Insert Bixiga 70, a San Paulo Brazil Afro Beat, funk, dub, latin and jazz 10 piece band.
- Cris Scabello - guitar
- Daniel Nogueira - saxophone
- Daniel Gralha - trumpet
- Décio 7 - drums
- Doug Bone - trombone
- Gustávo Cék - percussion
- Marcelo Dworecki - double bass
- Mauricio Fleury - keyboard/guitar
- Cuca Ferreira - saxophone
- Rômulo Nardes - percussion
From their Bixiga neighbourhood the band Bixiga 70 has released two recordings done in their Traquitana studio. A 2011 self-titled release and a follow-up with 2013 Ocupai. Each year their sound broadens. The adventurous sounds of Brazil are leaking more and more into the bands music. Brazil has different copyright laws from here, so mashups, remixes and reworking of foreign music is the flavour of the day.

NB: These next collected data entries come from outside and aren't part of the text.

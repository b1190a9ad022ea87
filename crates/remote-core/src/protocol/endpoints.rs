//! Endpoint table of the remote-control server.
//!
//! | Method | Path           | Body                     | Response                    |
//! |--------|----------------|--------------------------|-----------------------------|
//! | GET    | `/system-info` | –                        | `{temperature, ...}`        |
//! | GET    | `/cpu-load`    | –                        | `{load}`                    |
//! | GET    | `/memory-info` | –                        | `{total, free, used, ...}`  |
//! | GET    | `/disk-info`   | –                        | `[{fs, type, used, size}]`  |
//! | POST   | `/`            | `{command, x?, y?}`      | ignored                     |
//! | POST   | `/turn-off`    | empty                    | ignored                     |
//! | POST   | `/restart`     | empty                    | ignored                     |
//! | POST   | `/suspend`     | empty                    | ignored                     |

/// Server address used when no other base URL is configured.
pub const DEFAULT_BASE_URL: &str = "http://movilserver.zapto.org:3000";

/// Command endpoint (`POST`).
pub const COMMAND: &str = "/";
pub const SYSTEM_INFO: &str = "/system-info";
pub const CPU_LOAD: &str = "/cpu-load";
pub const MEMORY_INFO: &str = "/memory-info";
pub const DISK_INFO: &str = "/disk-info";

/// Telemetry endpoints in the order their responses are merged.
pub const TELEMETRY: [&str; 4] = [SYSTEM_INFO, CPU_LOAD, MEMORY_INFO, DISK_INFO];

/// Joins a base URL and an endpoint path, tolerating a trailing `/` on the base.
pub fn endpoint_url(base_url: &str, path: &str) -> String {
    format!("{}{}", base_url.trim_end_matches('/'), path)
}

/// Power actions offered by the always-visible action panel.
#[derive(Debug, Clone, Copy, PartialEq, Eq, Hash)]
pub enum PowerAction {
    TurnOff,
    Restart,
    Suspend,
}

impl PowerAction {
    /// All actions in panel order.
    pub const ALL: [PowerAction; 3] = [
        PowerAction::TurnOff,
        PowerAction::Restart,
        PowerAction::Suspend,
    ];

    /// The `POST` path that triggers this action.
    pub fn path(self) -> &'static str {
        match self {
            PowerAction::TurnOff => "/turn-off",
            PowerAction::Restart => "/restart",
            PowerAction::Suspend => "/suspend",
        }
    }

    /// The label shown on the action panel button.
    pub fn label(self) -> &'static str {
        match self {
            PowerAction::TurnOff => "Apagar",
            PowerAction::Restart => "Reiniciar",
            PowerAction::Suspend => "Suspender",
        }
    }
}
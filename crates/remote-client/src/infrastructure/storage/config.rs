//! TOML-based configuration for the remote-control client.
//!
//! The config file is optional.  It is only read when a path is given on the
//! command line (`--config <PATH>`); without one the built-in defaults apply
//! and the client talks to [`DEFAULT_BASE_URL`].
//!
//! ```toml
//! [server]
//! base_url = "http://movilserver.zapto.org:3000"
//!
//! [controls]
//! repeat_interval_ms = 100
//! move_step = 45
//!
//! [logging]
//! log_level = "info"
//! ```
//!
//! # Serde default values
//!
//! Every field is annotated with `#[serde(default = "some_fn")]`, so a file
//! that only sets `base_url` (or an empty file) is valid and fills the rest
//! from the defaults above.

use std::path::{Path, PathBuf};
use std::time::Duration;

use remote_core::{DEFAULT_BASE_URL, DEFAULT_MOVE_STEP, REPEAT_INTERVAL};
use serde::{Deserialize, Serialize};
use thiserror::Error;

/// Error type for configuration file operations.
#[derive(Debug, Error)]
pub enum ConfigError {
    /// A file system I/O error occurred.
    #[error("I/O error accessing config at {path}: {source}")]
    Io {
        path: PathBuf,
        #[source]
        source: std::io::Error,
    },

    /// The TOML content could not be parsed.
    #[error("failed to parse config TOML: {0}")]
    Parse(#[from] toml::de::Error),

    /// The config could not be serialized to TOML.
    #[error("failed to serialize config: {0}")]
    Serialize(#[from] toml::ser::Error),

    /// The file parsed but a value is out of range.
    #[error("invalid config value: {0}")]
    Invalid(String),
}

// ── Config schema types ───────────────────────────────────────────────────────

/// Top-level client configuration.
#[derive(Debug, Clone, Default, Serialize, Deserialize, PartialEq)]
pub struct ClientConfig {
    #[serde(default)]
    pub server: ServerConfig,
    #[serde(default)]
    pub controls: ControlsConfig,
    #[serde(default)]
    pub logging: LoggingConfig,
}

/// Where the remote-control server lives.
#[derive(Debug, Clone, Serialize, Deserialize, PartialEq)]
pub struct ServerConfig {
    /// Base URL, e.g. `http://192.168.1.20:3000`.  A trailing `/` is tolerated.
    #[serde(default = "default_base_url")]
    pub base_url: String,
}

/// Press-and-hold behaviour of the directional controls.
#[derive(Debug, Clone, Serialize, Deserialize, PartialEq)]
pub struct ControlsConfig {
    /// Milliseconds between repeated move commands while a control is held.
    #[serde(default = "default_repeat_interval_ms")]
    pub repeat_interval_ms: u64,
    /// Pixels moved per repeat tick.
    #[serde(default = "default_move_step")]
    pub move_step: i32,
}

#[derive(Debug, Clone, Serialize, Deserialize, PartialEq)]
pub struct LoggingConfig {
    /// `tracing` log level used when `RUST_LOG` is not set.
    #[serde(default = "default_log_level")]
    pub log_level: String,
}

// ── Default helpers ───────────────────────────────────────────────────────────

fn default_base_url() -> String {
    DEFAULT_BASE_URL.to_string()
}
fn default_repeat_interval_ms() -> u64 {
    REPEAT_INTERVAL.as_millis() as u64
}
fn default_move_step() -> i32 {
    DEFAULT_MOVE_STEP
}
fn default_log_level() -> String {
    "info".to_string()
}

impl Default for ServerConfig {
    fn default() -> Self {
        Self {
            base_url: default_base_url(),
        }
    }
}

impl Default for ControlsConfig {
    fn default() -> Self {
        Self {
            repeat_interval_ms: default_repeat_interval_ms(),
            move_step: default_move_step(),
        }
    }
}

impl Default for LoggingConfig {
    fn default() -> Self {
        Self {
            log_level: default_log_level(),
        }
    }
}

impl ClientConfig {
    /// Parses and validates a TOML document.
    ///
    /// # Errors
    ///
    /// Returns [`ConfigError::Parse`] for malformed TOML and
    /// [`ConfigError::Invalid`] for out-of-range values.
    pub fn from_toml(text: &str) -> Result<Self, ConfigError> {
        let cfg: ClientConfig = toml::from_str(text)?;
        cfg.validate()?;
        Ok(cfg)
    }

    /// Checks value ranges that serde cannot express.
    ///
    /// # Errors
    ///
    /// Returns [`ConfigError::Invalid`] naming the first bad value.
    pub fn validate(&self) -> Result<(), ConfigError> {
        if self.server.base_url.trim().is_empty() {
            return Err(ConfigError::Invalid("server.base_url must not be empty".into()));
        }
        if self.controls.repeat_interval_ms == 0 {
            return Err(ConfigError::Invalid(
                "controls.repeat_interval_ms must be greater than zero".into(),
            ));
        }
        if self.controls.move_step <= 0 {
            return Err(ConfigError::Invalid(
                "controls.move_step must be greater than zero".into(),
            ));
        }
        Ok(())
    }

    /// The repeat cadence as a `Duration`.
    pub fn repeat_interval(&self) -> Duration {
        Duration::from_millis(self.controls.repeat_interval_ms)
    }
}

// ── Config repository ─────────────────────────────────────────────────────────

/// Loads a `ClientConfig` from `path`.
///
/// Unlike a first-run settings file, an explicitly requested config that does
/// not exist is an error.
///
/// # Errors
///
/// Returns [`ConfigError::Io`] if the file cannot be read, plus any error of
/// [`ClientConfig::from_toml`].
pub fn load_config(path: &Path) -> Result<ClientConfig, ConfigError> {
    let content = std::fs::read_to_string(path).map_err(|source| ConfigError::Io {
        path: path.to_path_buf(),
        source,
    })?;
    ClientConfig::from_toml(&content)
}

/// Writes `config` to `path` as pretty TOML, creating parent directories.
///
/// # Errors
///
/// Returns [`ConfigError::Io`] for file-system failures or
/// [`ConfigError::Serialize`] if serialization fails.
pub fn save_config(path: &Path, config: &ClientConfig) -> Result<(), ConfigError> {
    if let Some(dir) = path.parent().filter(|d| !d.as_os_str().is_empty()) {
        std::fs::create_dir_all(dir).map_err(|source| ConfigError::Io {
            path: dir.to_path_buf(),
            source,
        })?;
    }

    let content = toml::to_string_pretty(config)?;
    std::fs::write(path, content).map_err(|source| ConfigError::Io {
        path: path.to_path_buf(),
        source,
    })
}

// ── Tests ─────────────────────────────────────────────────────────────────────
//! The transport seam between the use cases and the HTTP client.
//!
//! Use cases talk to the remote-control server only through the
//! [`RemoteTransport`] trait.  The infrastructure layer provides the real
//! implementation (`HttpTransport`, built on `reqwest`) and a recording
//! `MockTransport` for tests and offline runs.

use async_trait::async_trait;
use remote_core::CommandRequest;
use serde_json::Value;
use thiserror::Error;

/// Failures of a single HTTP exchange with the server.
///
/// All three kinds end up logged and ignored by the presentation layer; they
/// are kept distinct so the log line says what actually went wrong.
#[derive(Debug, Error)]
pub enum TransportError {
    /// The HTTP client could not be constructed.
    #[error("failed to build HTTP client: {0}")]
    Client(String),

    /// The request never produced a response (unreachable host, DNS, reset).
    #[error("request to {path} failed: {message}")]
    Network { path: String, message: String },

    /// The server answered with a non-2xx status.
    #[error("{path} returned HTTP {status}")]
    Status { path: String, status: u16 },

    /// The response body was not valid JSON.
    #[error("{path} returned malformed JSON: {source}")]
    Decode {
        path: String,
        #[source]
        source: serde_json::Error,
    },
}

/// HTTP operations the client needs from the remote-control server.
///
/// `path` is always one of the constants in `remote_core::protocol::endpoints`
/// (or a [`remote_core::PowerAction::path`]); the implementation prepends the
/// base URL.
#[cfg_attr(test, mockall::automock)]
#[async_trait]
pub trait RemoteTransport: Send + Sync {
    /// Sends a cache-disabled `GET` and parses the body as JSON.
    async fn get_json(&self, path: &str) -> Result<Value, TransportError>;

    /// Sends a `POST` with an optional JSON body.  The response body is not read.
    async fn post(&self, path: &str, body: Option<CommandRequest>) -> Result<(), TransportError>;
}
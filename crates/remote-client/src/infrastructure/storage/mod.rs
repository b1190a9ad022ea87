//! Storage infrastructure: configuration file reading and writing.
//!
//! The client keeps no state between runs; the only thing on disk is an
//! optional TOML config naming the server and tuning the controls.

pub mod config;
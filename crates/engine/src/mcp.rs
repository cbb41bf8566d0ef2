// SPDX-License-Identifier: BUSL-1.1
// Copyright (c) 2026 Alfred Jean LLC

//! MCP Server (SPEC_FULL §4.E): the JSON-RPC 2.0 tool surface an agent CLI
//! talks to over stdio. One server process per task, bound to that task's
//! id and project; the Executor Supervisor launches it as a configured
//! child alongside the agent (`supervisor.rs`).
//!
//! New module: the teacher has no agent-facing RPC surface of its own (its
//! agents only ever talk to tmux). The request/response dispatch here is
//! still built the way the teacher structures its own command dispatch —
//! `runtime/handlers/mod.rs`'s one-match-arm-per-command-kind shape — just
//! applied to JSON-RPC methods and MCP tool names instead of WAL event
//! variants.
//!
//! Transport (NDJSON over stdio, one request per line, mutex-serialized
//! writes) is kept out of this module so the dispatch logic is testable
//! without spawning a process; see `run_stdio` at the bottom for the thin
//! adapter.

use std::io;
use std::sync::Arc;

use base64::Engine;
use serde::{Deserialize, Serialize};
use serde_json::{json, Value};
use tokio::io::{AsyncBufReadExt, AsyncWrite, AsyncWriteExt, BufReader};
use ty_core::{HasErrorKind, TaskConfig, TaskId, TaskType};
use ty_storage::{Store, StoreError, TaskFilter};

use crate::spotlight::{spotlight_sync, SpotlightAction};

pub const PROTOCOL_VERSION: &str = "2024-11-05";
pub const SERVER_NAME: &str = "taskyou-mcp";
pub const SERVER_VERSION: &str = "1.0.0";

pub const PARSE_ERROR: i64 = -32700;
pub const METHOD_NOT_FOUND: i64 = -32601;
pub const INVALID_PARAMS: i64 = -32602;
pub const INTERNAL_ERROR: i64 = -32603;

#[derive(Debug, Deserialize)]
pub struct JsonRpcRequest {
    #[serde(default)]
    pub jsonrpc: Option<String>,
    #[serde(default)]
    pub id: Option<Value>,
    pub method: String,
    #[serde(default)]
    pub params: Value,
}

#[derive(Debug, Serialize)]
pub struct JsonRpcResponse {
    pub jsonrpc: &'static str,
    pub id: Value,
    #[serde(skip_serializing_if = "Option::is_none")]
    pub result: Option<Value>,
    #[serde(skip_serializing_if = "Option::is_none")]
    pub error: Option<JsonRpcError>,
}

#[derive(Debug, Serialize)]
pub struct JsonRpcError {
    pub code: i64,
    pub message: String,
}

impl JsonRpcResponse {
    fn ok(id: Value, result: Value) -> Self {
        Self { jsonrpc: "2.0", id, result: Some(result), error: None }
    }

    fn err(id: Value, code: i64, message: impl Into<String>) -> Self {
        Self { jsonrpc: "2.0", id, result: None, error: Some(JsonRpcError { code, message: message.into() }) }
    }
}

/// The 9-tool closed set exposed by `tools/list`, per SPEC_FULL §4.E.
const TOOL_NAMES: &[&str] = &[
    "complete",
    "needs_input",
    "screenshot",
    "get_project_context",
    "set_project_context",
    "create_task",
    "list_tasks",
    "show_task",
    "spotlight",
];

fn tool_definitions() -> Value {
    json!(TOOL_NAMES
        .iter()
        .map(|name| json!({ "name": name, "description": tool_description(name), "inputSchema": { "type": "object" } }))
        .collect::<Vec<_>>())
}

fn tool_description(name: &str) -> &'static str {
    match name {
        "complete" => "Mark the current task done with a summary.",
        "needs_input" => "Block the current task pending operator input.",
        "screenshot" => "Attach a screenshot or file to the current task.",
        "get_project_context" => "Read the current project's cached context.",
        "set_project_context" => "Write the current project's cached context.",
        "create_task" => "Create a new task.",
        "list_tasks" => "List tasks in the current project.",
        "show_task" => "Show a single task's detail in the current project.",
        "spotlight" => "Mirror worktree files into the main repo checkout.",
        _ => "",
    }
}

/// One MCP server instance, bound to a single task for its whole lifetime.
pub struct McpServer {
    store: Arc<Store>,
    task_id: TaskId,
    project: String,
    worktree: std::path::PathBuf,
    main_repo: std::path::PathBuf,
    /// Per-server flag: whether the project's context cache was empty at
    /// server start, surfaced so the agent can tell "first run" from
    /// "context already primed" without an extra round trip.
    context_was_empty: bool,
}

impl McpServer {
    pub fn new(
        store: Arc<Store>,
        task_id: TaskId,
        project: String,
        worktree: std::path::PathBuf,
        main_repo: std::path::PathBuf,
    ) -> Self {
        let context_was_empty = store.get_project_context(&project).is_empty();
        Self { store, task_id, project, worktree, main_repo, context_was_empty }
    }

    pub async fn handle(&self, request: JsonRpcRequest) -> Option<JsonRpcResponse> {
        let id = request.id.clone();
        // A request with no `id` is a notification: no response is sent,
        // even on error (`notifications/initialized` is the only one this
        // server expects, but the rule is general).
        let is_notification = id.is_none();
        let id = id.unwrap_or(Value::Null);

        let result = match request.method.as_str() {
            "initialize" => Ok(json!({
                "protocolVersion": PROTOCOL_VERSION,
                "serverInfo": { "name": SERVER_NAME, "version": SERVER_VERSION },
                "capabilities": { "tools": {} },
            })),
            "notifications/initialized" => Ok(Value::Null),
            "tools/list" => Ok(json!({ "tools": tool_definitions() })),
            "tools/call" => self.dispatch_tool(&request.params).await,
            _ => return (!is_notification).then(|| JsonRpcResponse::err(id, METHOD_NOT_FOUND, "method not found")),
        };

        if is_notification {
            return None;
        }
        Some(match result {
            Ok(value) => JsonRpcResponse::ok(id, value),
            Err(ToolError::InvalidParams(msg)) => JsonRpcResponse::err(id, INVALID_PARAMS, msg),
            Err(ToolError::Internal(msg)) => JsonRpcResponse::err(id, INTERNAL_ERROR, msg),
        })
    }

    async fn dispatch_tool(&self, params: &Value) -> Result<Value, ToolError> {
        let name = params
            .get("name")
            .and_then(Value::as_str)
            .ok_or_else(|| ToolError::InvalidParams("missing tool name".into()))?;
        let args = params.get("arguments").cloned().unwrap_or(json!({}));

        let text = match name {
            "complete" => self.tool_complete(&args)?,
            "needs_input" => self.tool_needs_input(&args)?,
            "screenshot" => self.tool_screenshot(&args)?,
            "get_project_context" => self.tool_get_project_context(),
            "set_project_context" => self.tool_set_project_context(&args)?,
            "create_task" => self.tool_create_task(&args)?,
            "list_tasks" => self.tool_list_tasks(&args)?,
            "show_task" => self.tool_show_task(&args)?,
            "spotlight" => self.tool_spotlight(&args).await?,
            other => return Err(ToolError::InvalidParams(format!("unknown tool: {other}"))),
        };
        Ok(json!({ "content": [{ "type": "text", "text": text }] }))
    }

    fn tool_complete(&self, args: &Value) -> Result<String, ToolError> {
        let summary = str_arg(args, "summary")?;
        self.store.complete_task(self.task_id, summary).map_err(store_err)?;
        Ok("task marked complete".to_string())
    }

    fn tool_needs_input(&self, args: &Value) -> Result<String, ToolError> {
        let message = str_arg(args, "message")?;
        self.store.block_task(self.task_id, message).map_err(store_err)?;
        Ok("task blocked pending input".to_string())
    }

    fn tool_screenshot(&self, args: &Value) -> Result<String, ToolError> {
        let filename = str_arg(args, "filename")?;
        let mime_type = str_arg(args, "mime_type")?;
        let data = str_arg(args, "data_base64")?;
        let bytes = base64::engine::general_purpose::STANDARD
            .decode(data)
            .map_err(|e| ToolError::InvalidParams(format!("invalid base64: {e}")))?;
        let attachment = self
            .store
            .add_attachment(self.task_id, filename, mime_type, &bytes)
            .map_err(store_err)?;
        Ok(format!("attachment {} stored", attachment.id))
    }

    fn tool_get_project_context(&self) -> String {
        let context = self.store.get_project_context(&self.project);
        if self.context_was_empty && context.is_empty() {
            "(no project context set)".to_string()
        } else {
            context
        }
    }

    fn tool_set_project_context(&self, args: &Value) -> Result<String, ToolError> {
        let context = str_arg(args, "context")?;
        self.store.set_project_context(&self.project, context).map_err(store_err)?;
        Ok("project context updated".to_string())
    }

    fn tool_create_task(&self, args: &Value) -> Result<String, ToolError> {
        let title = str_arg(args, "title")?;
        let body = args.get("body").and_then(Value::as_str).unwrap_or_default().to_string();
        let kind = args
            .get("kind")
            .and_then(Value::as_str)
            .and_then(|k| k.parse::<TaskType>().ok());
        let task = self
            .store
            .create_task(TaskConfig {
                title,
                body,
                kind,
                project: self.project.clone(),
                executor: args.get("executor").and_then(Value::as_str).unwrap_or_default().to_string(),
                dangerous_mode: false,
                scheduled_at: None,
                recurrence: None,
            })
            .map_err(store_err)?;
        Ok(format!("created task {}", task.id))
    }

    /// Cross-project listing is denied: this isn't just a cache optimization
    /// but a security boundary (SPEC_FULL's Open Question decision) — an
    /// agent running inside one project's worktree shouldn't be able to
    /// enumerate another project's tasks.
    fn tool_list_tasks(&self, args: &Value) -> Result<String, ToolError> {
        if let Some(project) = args.get("project").and_then(Value::as_str) {
            if project != self.project {
                return Err(ToolError::InvalidParams("cannot list another project's tasks".into()));
            }
        }
        let tasks = self.store.list_tasks(&TaskFilter {
            project: Some(self.project.clone()),
            ..Default::default()
        });
        Ok(serde_json::to_string(&tasks).map_err(|e| ToolError::Internal(e.to_string()))?)
    }

    /// Same boundary as `list_tasks`: a task belonging to another project is
    /// reported as not found rather than "forbidden", so a probing agent
    /// can't distinguish "wrong project" from "doesn't exist".
    fn tool_show_task(&self, args: &Value) -> Result<String, ToolError> {
        let id: u64 = args
            .get("task_id")
            .and_then(Value::as_u64)
            .ok_or_else(|| ToolError::InvalidParams("missing task_id".into()))?;
        let task = self.store.get_task(TaskId(id)).map_err(store_err)?;
        if task.project != self.project {
            return Err(ToolError::InvalidParams(format!("task {id} not found")));
        }
        Ok(serde_json::to_string(&task).map_err(|e| ToolError::Internal(e.to_string()))?)
    }

    async fn tool_spotlight(&self, args: &Value) -> Result<String, ToolError> {
        let action = match args.get("action").and_then(Value::as_str).unwrap_or("status") {
            "start" => SpotlightAction::Start,
            "sync" => SpotlightAction::Sync,
            "stop" => SpotlightAction::Stop,
            "status" => SpotlightAction::Status,
            other => return Err(ToolError::InvalidParams(format!("unknown spotlight action: {other}"))),
        };
        let result = spotlight_sync(&self.worktree, &self.main_repo, action)
            .await
            .map_err(|e| ToolError::Internal(e.to_string()))?;
        Ok(format!(
            "active={} synced={} rejected={}",
            result.active, result.synced, result.rejected
        ))
    }
}

enum ToolError {
    InvalidParams(String),
    Internal(String),
}

fn str_arg(args: &Value, key: &str) -> Result<String, ToolError> {
    args.get(key)
        .and_then(Value::as_str)
        .map(str::to_string)
        .ok_or_else(|| ToolError::InvalidParams(format!("missing `{key}`")))
}

fn store_err(err: StoreError) -> ToolError {
    match err.kind() {
        ty_core::ErrorKind::Invalid | ty_core::ErrorKind::NotFound | ty_core::ErrorKind::Conflict => {
            ToolError::InvalidParams(err.to_string())
        }
        _ => ToolError::Internal(err.to_string()),
    }
}

/// NDJSON stdio transport: one JSON-RPC request per line in, one response
/// per line out. A single reader loop, mutex-serialized writer — there's
/// only ever one writer task here, but the lock documents the constraint
/// from §4.E for when the write side is split out for concurrent tool
/// calls.
pub async fn run_stdio(
    server: McpServer,
    input: impl tokio::io::AsyncRead + Unpin,
    mut output: impl AsyncWrite + Unpin,
) -> io::Result<()> {
    let mut lines = BufReader::new(input).lines();
    while let Some(line) = lines.next_line().await? {
        if line.trim().is_empty() {
            continue;
        }
        let response = match serde_json::from_str::<JsonRpcRequest>(&line) {
            Ok(request) => server.handle(request).await,
            Err(_) => Some(JsonRpcResponse::err(Value::Null, PARSE_ERROR, "parse error")),
        };
        if let Some(response) = response {
            let mut encoded = serde_json::to_vec(&response)?;
            encoded.push(b'\n');
            output.write_all(&encoded).await?;
            output.flush().await?;
        }
    }
    Ok(())
}

#[cfg(test)]
#[path = "mcp_tests.rs"]
mod tests;
// SPDX-License-Identifier: BUSL-1.1
// Copyright (c) 2026 Alfred Jean LLC

//! Clock abstraction so timestamps are injectable in tests.

use chrono::{DateTime, Utc};
use std::sync::atomic::{AtomicI64, Ordering};
use std::sync::Arc;

/// Source of the current time, abstracted so tests can control it.
pub trait Clock: Send + Sync {
    fn now(&self) -> DateTime<Utc>;

    fn now_ms(&self) -> i64 {
        self.now().timestamp_millis()
    }
}

/// Wall-clock time via the OS.
#[derive(Clone, Copy, Default)]
pub struct SystemClock;

impl Clock for SystemClock {
    fn now(&self) -> DateTime<Utc> {
        Utc::now()
    }
}

/// Controllable clock for deterministic tests. Starts at the Unix epoch and
/// only moves forward when told to.
#[derive(Clone)]
pub struct FakeClock {
    millis: Arc<AtomicI64>,
}

impl FakeClock {
    pub fn new(start: DateTime<Utc>) -> Self {
        Self {
            millis: Arc::new(AtomicI64::new(start.timestamp_millis())),
        }
    }

    pub fn advance(&self, duration: chrono::Duration) {
        self.millis
            .fetch_add(duration.num_milliseconds(), Ordering::SeqCst);
    }

    pub fn set(&self, at: DateTime<Utc>) {
        self.millis.store(at.timestamp_millis(), Ordering::SeqCst);
    }
}

impl Default for FakeClock {
    fn default() -> Self {
        Self::new(DateTime::from_timestamp(0, 0).unwrap_or_default())
    }
}

impl Clock for FakeClock {
    fn now(&self) -> DateTime<Utc> {
        DateTime::from_timestamp_millis(self.millis.load(Ordering::SeqCst)).unwrap_or_default()
    }
}

#[cfg(test)]
#[path = "clock_tests.rs"]
mod tests;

Along with more traditional Brazilian music styles like sertanejo, samba, bossa, and more modern sounds of funk carioca, frevo and brega, Bixiga 70 takes it’s place among one of the most forward thinking “world” music bands. Clearly the influences of Fela Kuti and the Ethiopian Mulatu Astatke are still front and centre, The undercurrents in the band’s sound is getting stronger. Their third release III, which dropped in 2015 pushes deeper into Africa diaspora culture and Cumbia styles, where rhythm is king.
Formed in 2010. Bixiga 70 is a band without borders. Primal and organic, hooked filled dance mayhem. Powered by a baritone sax that won’t quit (Sadly Cuca Ferreira didn’t make the Canadian dates as he fell ill). This is the result of a collective of different musicians and different styles of music. There is more of a sub-Saharan African tradition, mashed up with Nigerian Afro Beat, and pummelled with a driving guitars, moog, congas, djembe, shekere, shakers and fiery horns.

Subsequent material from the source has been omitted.